クラッツ氏 5年前、日本企業は国内市場ばかりをターゲットとしてビジネスをしていましたし、IT投資も盛んではありませんでした。しかし、あの時から、いくつか前提が変わったのです。

 1つは、モバイル端末の興隆です。iPhoneの普及は、アプリケーションのあり方をガラリと変えました。それまでの日本のユーザーはFTTHやADSLといった高速なネットワークで17インチのディスプレイでWebを使っていましたから、パフォーマンス計測は必ずしも必要ではなかったのです。しかし、今やユーザーは街中をモバイル端末を持って動き回っています。
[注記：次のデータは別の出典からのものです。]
//! Logging infrastructure for ytmp3.
//!
//! Everything goes through `tracing`. The application installs one global
//! subscriber at startup that writes to stderr and to a daily-rolling file
//! in the configured logs folder.

mod types;

pub use types::LogLevel;

use std::path::Path;

use tracing_appender::non_blocking::WorkerGuard;
use tracing_subscriber::{fmt, prelude::*, EnvFilter};

/// Base name of the rolling log file.
pub const LOG_FILE_PREFIX: &str = "ytmp3.log";

/// Initialize global tracing subscriber for application-wide logging.
///
/// This sets up a subscriber that:
/// - Respects RUST_LOG environment variable
/// - Falls back to the provided default level
/// - Outputs to stderr with timestamps
///
/// Should be called once at application startup.
pub fn init_tracing(default_level: LogLevel) {
    tracing_subscriber::registry()
        .with(fmt::layer().with_target(true).with_thread_ids(false))
        .with(env_filter(default_level))
        .init();
}

/// Initialize tracing with both stderr and a daily-rolling log file.
///
/// The returned guard flushes the file writer when dropped, so keep it
/// alive for the lifetime of the application.
pub fn init_tracing_with_file(default_level: LogLevel, logs_dir: &Path) -> WorkerGuard {
    let file_appender = tracing_appender::rolling::daily(logs_dir, LOG_FILE_PREFIX);
    let (file_writer, guard) = tracing_appender::non_blocking(file_appender);

    let result = tracing_subscriber::registry()
        .with(fmt::layer().with_target(true).with_thread_ids(false))
        .with(fmt::layer().with_ansi(false).with_writer(file_writer))
        .with(env_filter(default_level))
        .try_init();

    if let Err(e) = result {
        eprintln!("Warning: tracing already initialized: {}", e);
    }

    guard
}

/// Initialize tracing for tests (only logs warnings and above).
#[cfg(test)]
pub fn init_test_tracing() {
    let _ = tracing_subscriber::fmt()
        .with_env_filter("warn")
        .with_test_writer()
        .try_init();
}

fn env_filter(default_level: LogLevel) -> EnvFilter {
    EnvFilter::try_from_default_env()
        .unwrap_or_else(|_| EnvFilter::new(default_level.as_filter_str()))
}

#[cfg(test)]
mod tests {
    use super::*;

    #[test]
    fn level_to_filter_works() {
        assert_eq!(LogLevel::Debug.as_filter_str(), "debug");
        assert_eq!(LogLevel::Info.as_filter_str(), "info");
    }

    #[test]
    fn levels_are_ordered_by_severity() {
        assert!(LogLevel::Trace < LogLevel::Debug);
        assert!(LogLevel::Warn < LogLevel::Error);
        assert_eq!(LogLevel::default(), LogLevel::Info);
    }
}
グーグルが動画サービスで弊社サービスを使っているのも、そうしたリアルなユーザーの利用状況を把握するのが難しくなっているからです。

 地震による自然災害があったことで、あらゆるものが、もろく、変わり得るということも感じてらっしゃることでしょう。以前は日本国内の市場を見てビジネスをしていた企業も、今や日本国外の中国やアジアで市場を開拓していかなければならないはずです。実際に、日本では製造業を中心にして、工場や研究拠点などの東南アジアへの移転が進んでいます。楽天やユニクロは、日本を拠点として、全世界展開を行っています。しかし、海外のユーザーがWebやWebアプリケーションにアクセスする際に、どれくらいの表示速度を体験しているかを把握できているでしょうか?

 iPhoneなどのプラットフォームが登場したことで、海外展開のコスト効率は非常に良くなってきています。ところが、新興国などでは、まだまだネットワークが遅い都市もありますから、パフォーマンス計測が重要なのです。

 eBayも、われわれの顧客です。彼らはEC企業であり、限られた数の自社エンジニアでは、スマートフォンサイトやアプリのテスト、監視、パフォーマンス計測を実回線、実機で行うようなことは難しいからです。今後、世界市場へビジネスを展開しようという日本企業にとっても、同様の課題が出てくるでしょう。日本の製造業はデータに基づく「カイゼン」が非常に得意で、優れた製品を海外に輸出していますが、日本のITでは「データ」に基づく管理や計画というのが浸透していないように思われます。計測による客観的データによって、日本企業がITシステムを設計、改変していくことのお手伝いができればと考えています。